Partant de l'hypothèse (vérifiée, renforcée et re-renforcée par la littérature scientifique) qu'il existe des facteurs qui impactent positivement ou négativement les effets bénéfiques d'une formation, il est possible d'identifier ces variables, d'en dresser la "cartographie" au sein de l'entreprise pour mettre en place des actions correctrices qui permettent d'améliorer les éléments négatifs et de renforcer les leviers positifs.

Extrait de : Peters Stéphanie, Liégeois Arnaud, & Faulx Daniel (2010). Evaluer et renforcer l'efficacité des formations professionnelles. Communication présentées au 16ème congrès de l'AIPTLF (Lille, 6-9 juillet)


C'est pourquoi je vous propose de sortir de la prison du ROI, de l'approche par bilan, et de libérer au passage vos managers de ces chaînes pour adopter une approche diagnostique, axée sur l'intervention et l'action.
 
Le modèle de Holton (voir figure ci-dessous) permet de rendre compte des différents facteurs qui entrent en ligne de compte et des niveaux sur lesquels ils ont un impact.
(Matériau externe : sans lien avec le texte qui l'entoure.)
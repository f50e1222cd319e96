use super::{Extractor, PageProfile, SkeletonTier};
use crate::tool::ToolRecord;

const CODEX: &[(&str, Option<u64>)] = &[("GitHub Codex (GPT-3 based)", None)];

static PROFILE: PageProfile = PageProfile {
    tool_id: "GitHub Copilot",
    source_url: "https://github.com/features/copilot#pricing",
    description: "AI pair programmer from GitHub and OpenAI.",
    website: "https://github.com/features/copilot",
    logo_url: "/logos/github-copilot.png",
    brand: &["copilot"],
    // GitHub renders plans as cards with hashed class names; the stable part
    // is the "pricing" prefix.
    containers: &[
        "div[class*=\"pricing-card\"]",
        "div[class*=\"PricingCard\"]",
        "section[class*=\"plan\"]",
    ],
    heading_keywords: &["individual", "personal", "pro", "business", "enterprise"],
    vocabulary: &[
        (&["individual", "personal", "pro"], "Individual"),
        (&["business"], "Business"),
        (&["enterprise"], "Enterprise"),
    ],
    skeleton: &[
        SkeletonTier {
            name: "Individual",
            price_month: 10.0,
            annual_total: Some(100.0),
            models: CODEX,
            features: &[
                "AI code suggestions (autocompletion)",
                "Chat in IDE (e.g., VS Code, JetBrains)",
                "CLI assistance (GitHub Copilot CLI)",
                "Blocks public code matches",
                "Code referencing (experimental)",
            ],
        },
        SkeletonTier {
            name: "Business",
            price_month: 19.0,
            annual_total: None,
            models: CODEX,
            features: &[
                "All Individual features",
                "Organization-wide policy management",
                "IP indemnity",
                "Content exclusion (prevents suggestions matching public code)",
                "Audit logs (via GitHub Enterprise Cloud)",
            ],
        },
        SkeletonTier {
            name: "Enterprise",
            price_month: 39.0,
            annual_total: None,
            models: &[("GitHub Codex (customizable, fine-tunable)", None)],
            features: &[
                "All Business features",
                "Fine-tuned models on your codebase (optional, may have extra costs)",
                "Advanced security and compliance (e.g., SAML SSO)",
                "Personalized code suggestions based on org's codebase",
                "Dedicated support options",
            ],
        },
    ],
};

/// Extractor for GitHub Copilot's pricing page.
#[derive(Debug, Clone, Copy, Default)]
pub struct CopilotExtractor;

impl Extractor for CopilotExtractor {
    fn tool_id(&self) -> &'static str {
        PROFILE.tool_id
    }

    fn source_url(&self) -> &'static str {
        PROFILE.source_url
    }

    fn extract(&self, markup: &str) -> Option<ToolRecord> {
        PROFILE.extract(markup)
    }
}

#[cfg(test)]
mod tests {
    use super::*;

    fn names(record: &ToolRecord) -> Vec<&str> {
        record.tiers.iter().map(|t| t.name.as_str()).collect()
    }

    #[test]
    fn headings_with_nearby_prices() {
        let html = r#"
            <html><body>
              <div><h3>Copilot Individual</h3><p>$10 per month</p><p>or $100 per year</p>
                <ul><li>Code completions</li><li>Chat in IDE</li></ul></div>
              <div><h3>Copilot Business</h3><p>$19 per user / month</p></div>
              <div><h3>Copilot Enterprise</h3><p>$39 per user / month</p></div>
            </body></html>"#;
        let record = CopilotExtractor.extract(html).expect("tiers");
        assert_eq!(names(&record), vec!["Individual", "Business", "Enterprise"]);

        let individual = &record.tiers[0];
        assert_eq!(individual.price_month, 10.0);
        assert_eq!(individual.annual_discount_percentage, Some(16.67));
        assert_eq!(
            individual.features.as_deref(),
            Some(&["Code completions".to_string(), "Chat in IDE".to_string()][..])
        );
        // No model lines on the page: skeleton models are used.
        assert_eq!(individual.models[0].name, "GitHub Codex (GPT-3 based)");

        assert_eq!(record.tiers[1].price_month, 19.0);
        assert_eq!(record.tiers[2].price_month, 39.0);
        assert_eq!(record.source_url, "https://github.com/features/copilot#pricing");
    }

    #[test]
    fn missing_price_falls_back_to_known_tier_price() {
        let html = r#"
            <div><h2>Copilot Enterprise</h2><p>Contact sales</p></div>
            <div><h2>Copilot Business</h2><p>$21 per user / month</p></div>"#;
        let record = CopilotExtractor.extract(html).unwrap();
        assert_eq!(names(&record), vec!["Business", "Enterprise"]);
        assert_eq!(record.tier("Business").unwrap().price_month, 21.0);
        assert_eq!(record.tier("Enterprise").unwrap().price_month, 39.0);
    }

    #[test]
    fn branded_page_without_sections_uses_skeleton() {
        let html = "<html><body><p>GitHub Copilot is loading...</p></body></html>";
        let record = CopilotExtractor.extract(html).unwrap();
        assert_eq!(names(&record), vec!["Individual", "Business", "Enterprise"]);
        assert_eq!(record.tiers[0].annual_discount_percentage, Some(16.67));
    }

    #[test]
    fn unrelated_markup_yields_none() {
        let html = "<html><body><h1>Rate limited</h1><p>Try again later.</p></body></html>";
        assert!(CopilotExtractor.extract(html).is_none());
    }

    #[test]
    fn sections_that_cannot_be_canonicalized_yield_none() {
        let html = r#"<section class="plan-grid"><h3>Education</h3><p>$0</p></section>"#;
        assert!(CopilotExtractor.extract(html).is_none());
    }
}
Vous constaterez que les différents niveaux du modèle de Kirkpatrick sont repris dans ce modèle avec une particularité : Holton considère les réactions (la satisfaction) comme un élément de contexte qui favorise l'apprentissage mais certainement pas comme un élément de résultat en soi.
 
Extrait de : Peters Stéphanie, Liégeois Arnaud, & Faulx Daniel (2010). Evaluer et renforcer l'efficacité des formations professionnelles. Communication présentées au 16ème congrès de l'AIPTLF (Lille, 6-9 juillet)
 
La démarche consiste alors à questionner l'organisation sur l'état des différents facteurs en effectuant une étude : par questionnaire (p.ex., Holton a développé le  LTSI, Learning Transfert System Inventory, dont la version française a été validée par Xavier Dumay, UCL), via des focus groups, via entretiens/interviews structurées, etc. en fonction de la méthodologie qui colle le mieux à la réalité de votre organisation et de vos moyens. Chaque facteur présenté dans le modèle est évidemment décrit de façon précise et décomposables en sous-facteurs pour mieux cerner leur contenu. Il est possible de trouver davantage de détails sur le modèle général en faisant quelques recherches sur internet.
 
Pour ma part, j'ai saisi l'opportunité de collaborer en win-win avec Stéphanie Péters, chercheuse d'un service universitaire de l'ULg, pour réaliser cette analyse de façon indépendante. Cela nous a permis d'obtenir des résultats très intéressants pour diagnostiquer les variables, d'examiner le transfert auto-déclaré par les participants plusieurs semaines après leur formations et de développer un plan d'action pour améliorer la situation, avec une grande certitude (statistique) nos actions auraient un impact positif sur les résultats sans devoir développer d'indicateurs de ROI articifiels ou approximatifs.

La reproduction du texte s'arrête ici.